**WHAT YOU SHOULD DO:** Starting at the top of the data and ending with the line that holds "const TARGET: u64 = 1_000;", transcribe each line exactly; include both ends.

**GIVEN DATA:**
=== Section Start ===
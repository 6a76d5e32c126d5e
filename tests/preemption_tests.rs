//! Timer-driven preemption.
//!
//! The quantum timer is process-wide, so the tests take turns.

use std::sync::atomic::{AtomicBool, AtomicU64, Ordering};
use std::sync::{Arc, Mutex};
use std::time::{Duration, Instant};

use ult_runtime::{Runtime, RuntimeConfig, ThreadError};

static TIMER: Mutex<()> = Mutex::new(());

const TARGET: u64 = 1_000;

/// Two threads that never yield both make progress under a quantum.
#[test]
fn test_spinning_threads_are_preempted() {
    let _timer = TIMER.lock().unwrap_or_else(|poisoned| poisoned.into_inner());

    let counters = Arc::new([AtomicU64::new(0), AtomicU64::new(0)]);
    let timed_out = Arc::new(AtomicBool::new(false));

    let rt = Runtime::new(
        RuntimeConfig::new()
            .max_threads(2)
            .stack_size(256 * 1024)
            .quantum(Duration::from_millis(2)),
    )
    .unwrap();
    assert!(rt.is_preemptive());

    for me in 0..2 {
        let counters = counters.clone();
        let timed_out = timed_out.clone();
        rt.create(move |_| {
            let other = 1 - me;
            let start = Instant::now();
            loop {
                let mine = counters[me].fetch_add(1, Ordering::Relaxed) + 1;
                if mine >= TARGET && counters[other].load(Ordering::Relaxed) > 0 {
                    break;
                }
                if start.elapsed() > Duration::from_secs(10) {
                    timed_out.store(true, Ordering::Relaxed);
                    break;
                }
            }
        })
        .unwrap();
    }
    rt.wait_all();

    assert!(!timed_out.load(Ordering::Relaxed));
    assert!(counters[0].load(Ordering::Relaxed) >= TARGET);
    assert!(counters[1].load(Ordering::Relaxed) >= TARGET);
    assert!(rt.preemptions() > 0);
    assert_eq!(rt.live_count(), 0);
}

/// Quanta that expire inside a runtime call are served late, and every thread
/// still completes.
#[test]
fn test_quantum_inside_runtime_call_is_deferred() {
    let _timer = TIMER.lock().unwrap_or_else(|poisoned| poisoned.into_inner());

    const THREADS: usize = 4;
    const ROUNDS: u64 = 200;
    let finished = Arc::new(AtomicU64::new(0));
    let timed_out = Arc::new(AtomicBool::new(false));

    let rt = Runtime::new(
        RuntimeConfig::new()
            .max_threads(THREADS)
            .stack_size(256 * 1024)
            .quantum(Duration::from_micros(200)),
    )
    .unwrap();

    for _ in 0..THREADS {
        let finished = finished.clone();
        let timed_out = timed_out.clone();
        rt.create(move |rt| {
            let start = Instant::now();
            let mut rounds = 0;
            // Snapshots run with the gate closed for most of each round.
            while rounds < ROUNDS || rt.deferred_preemptions() == 0 {
                std::hint::black_box(rt.threads());
                rounds += 1;
                if start.elapsed() > Duration::from_secs(10) {
                    timed_out.store(true, Ordering::Relaxed);
                    break;
                }
            }
            finished.fetch_add(1, Ordering::Relaxed);
        })
        .unwrap();
    }
    rt.wait_all();

    assert!(!timed_out.load(Ordering::Relaxed));
    assert_eq!(finished.load(Ordering::Relaxed), THREADS as u64);
    assert!(rt.deferred_preemptions() > 0);
    assert!(rt.preemptions() > 0);
    assert_eq!(rt.live_count(), 0);
}

/// Dropping a preemptive runtime cancels the quantum timer.
#[test]
fn test_drop_cancels_timer() {
    let _timer = TIMER.lock().unwrap_or_else(|poisoned| poisoned.into_inner());

    let remaining = || unsafe {
        let mut timer: libc::itimerval = std::mem::zeroed();
        assert_eq!(libc::getitimer(libc::ITIMER_REAL, &mut timer), 0);
        (timer.it_value.tv_sec, timer.it_value.tv_usec)
    };

    let rt = Runtime::new(RuntimeConfig::new().quantum(Duration::from_secs(5))).unwrap();
    assert_ne!(remaining(), (0, 0));
    drop(rt);
    assert_eq!(remaining(), (0, 0));
}

/// Only one runtime at a time may own the timer.
#[test]
fn test_timer_has_single_owner() {
    let _timer = TIMER.lock().unwrap_or_else(|poisoned| poisoned.into_inner());
    let preemptive = || RuntimeConfig::new().quantum(Duration::from_millis(50));

    let first = Runtime::new(preemptive()).unwrap();
    assert_eq!(
        Runtime::new(preemptive()).err(),
        Some(ThreadError::PreemptionInUse)
    );

    let cooperative = Runtime::new(RuntimeConfig::new()).unwrap();
    assert!(!cooperative.is_preemptive());

    drop(first);
    let second = Runtime::new(preemptive()).unwrap();
    assert!(second.is_preemptive());
}

/// The stack-depth demo finishes under a short quantum.
#[test]
fn test_stack_depth_demo_under_preemption() {
    let output = std::process::Command::new(env!("CARGO_BIN_EXE_stack_depth"))
        .arg("2")
        .output()
        .unwrap();
    assert_eq!(output.status.code(), Some(0));

    let stdout = String::from_utf8_lossy(&output.stdout);
    let steps = stdout.lines().filter(|line| line.contains(" step ")).count();
    assert_eq!(steps, 20 * 30 + 20 * 10);
    assert!(stdout.lines().any(|line| line.ends_with(" preemptions")));
}
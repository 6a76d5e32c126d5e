//! x86_64 (System V) context switching.

use super::EntryFn;
use core::arch::naked_asm;

/// Default MXCSR: all SIMD exceptions masked, round to nearest.
const MXCSR_DEFAULT: u32 = 0x1F80;
/// Default x87 control word: extended precision, exceptions masked.
const FPU_CW_DEFAULT: u32 = 0x037F;

/// Callee-saved state of a suspended thread.
///
/// Field offsets are hard-coded in [`switch_context`].
#[repr(C)]
#[derive(Debug, Clone, Copy)]
pub struct Context {
    pub rsp: u64,
    pub r15: u64,
    pub r14: u64,
    pub r13: u64,
    pub r12: u64,
    pub rbx: u64,
    pub rbp: u64,
    pub mxcsr: u32,
    pub fpu_cw: u32,
}

impl Default for Context {
    fn default() -> Self {
        Context {
            rsp: 0,
            r15: 0,
            r14: 0,
            r13: 0,
            r12: 0,
            rbx: 0,
            rbp: 0,
            mxcsr: MXCSR_DEFAULT,
            fpu_cw: FPU_CW_DEFAULT,
        }
    }
}

impl Context {
    /// Build a context that enters `entry(arg)` on the stack ending at `stack_top`.
    ///
    /// # Safety
    /// `stack_top` must be the 16-byte aligned upper end of a writable region
    /// large enough for `entry` to run, and that region must outlive every
    /// switch into the returned context.
    pub unsafe fn prepare(stack_top: *mut u8, entry: EntryFn, arg: usize) -> Self {
        let top = (stack_top as usize & !0xF) as *mut u64;
        unsafe {
            // [top - 16] return address consumed by the `ret` in switch_context,
            // [top - 8]  zero slot so an unwinder walking past the trampoline stops.
            let frame = top.sub(2);
            frame.write(thread_trampoline as usize as u64);
            frame.add(1).write(0);

            Context {
                rsp: frame as u64,
                r12: arg as u64,
                r13: entry as usize as u64,
                ..Context::default()
            }
        }
    }
}

/// First code run by a prepared context: `entry(arg)` with an aligned stack.
#[unsafe(naked)]
unsafe extern "C" fn thread_trampoline() -> ! {
    naked_asm!(
        "xor ebp, ebp",
        "mov rdi, r12",
        "and rsp, -16",
        "call r13",
        "ud2",
    )
}

/// Save the caller's callee-saved registers into `from` and resume `to`.
///
/// Returns when some other thread switches back into `from`.
///
/// # Safety
/// `from` must be valid for writes and `to` must hold either a context saved by
/// this function or one built by [`Context::prepare`] whose stack is still live.
#[unsafe(naked)]
pub unsafe extern "C" fn switch_context(from: *mut Context, to: *const Context) {
    naked_asm!(
        "mov [rdi + 0x00], rsp",
        "mov [rdi + 0x08], r15",
        "mov [rdi + 0x10], r14",
        "mov [rdi + 0x18], r13",
        "mov [rdi + 0x20], r12",
        "mov [rdi + 0x28], rbx",
        "mov [rdi + 0x30], rbp",
        "stmxcsr dword ptr [rdi + 0x38]",
        "fnstcw word ptr [rdi + 0x3c]",
        "mov rsp, [rsi + 0x00]",
        "mov r15, [rsi + 0x08]",
        "mov r14, [rsi + 0x10]",
        "mov r13, [rsi + 0x18]",
        "mov r12, [rsi + 0x20]",
        "mov rbx, [rsi + 0x28]",
        "mov rbp, [rsi + 0x30]",
        "ldmxcsr dword ptr [rsi + 0x38]",
        "fldcw word ptr [rsi + 0x3c]",
        "ret",
    )
}

#[cfg(test)]
mod tests {
    use super::*;
    use core::mem::{offset_of, size_of};

    #[test]
    fn test_layout_matches_switch_offsets() {
        assert_eq!(offset_of!(Context, rsp), 0x00);
        assert_eq!(offset_of!(Context, r15), 0x08);
        assert_eq!(offset_of!(Context, r12), 0x20);
        assert_eq!(offset_of!(Context, rbp), 0x30);
        assert_eq!(offset_of!(Context, mxcsr), 0x38);
        assert_eq!(offset_of!(Context, fpu_cw), 0x3c);
        assert_eq!(size_of::<Context>(), 0x40);
    }

    #[test]
    fn test_prepared_frame() {
        extern "C" fn never(_: usize) -> ! {
            loop {
                core::hint::spin_loop();
            }
        }

        #[repr(align(16))]
        struct Region([u64; 64]);

        let mut region = Region([0; 64]);
        let top = unsafe { region.0.as_mut_ptr().add(64) } as *mut u8;
        let ctx = unsafe { Context::prepare(top, never, 0x1234) };

        assert_eq!(ctx.rsp, top as u64 - 16);
        assert_eq!(region.0[62], thread_trampoline as usize as u64);
        assert_eq!(region.0[63], 0);
        assert_eq!(ctx.r12, 0x1234);
        assert_eq!(ctx.r13, never as usize as u64);
        assert_eq!(ctx.mxcsr, MXCSR_DEFAULT);
    }
}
=== Section End ===
**WORKED SOLUTION:**
repository 6a76d5e32c126d5e
filename tests/preemption_tests.rs
//! Timer-driven preemption.
//!
//! The quantum timer is process-wide, so the tests take turns.

use std::sync::atomic::{AtomicBool, AtomicU64, Ordering};
use std::sync::{Arc, Mutex};
use std::time::{Duration, Instant};

use ult_runtime::{Runtime, RuntimeConfig, ThreadError};

static TIMER: Mutex<()> = Mutex::new(());

const TARGET: u64 = 1_000;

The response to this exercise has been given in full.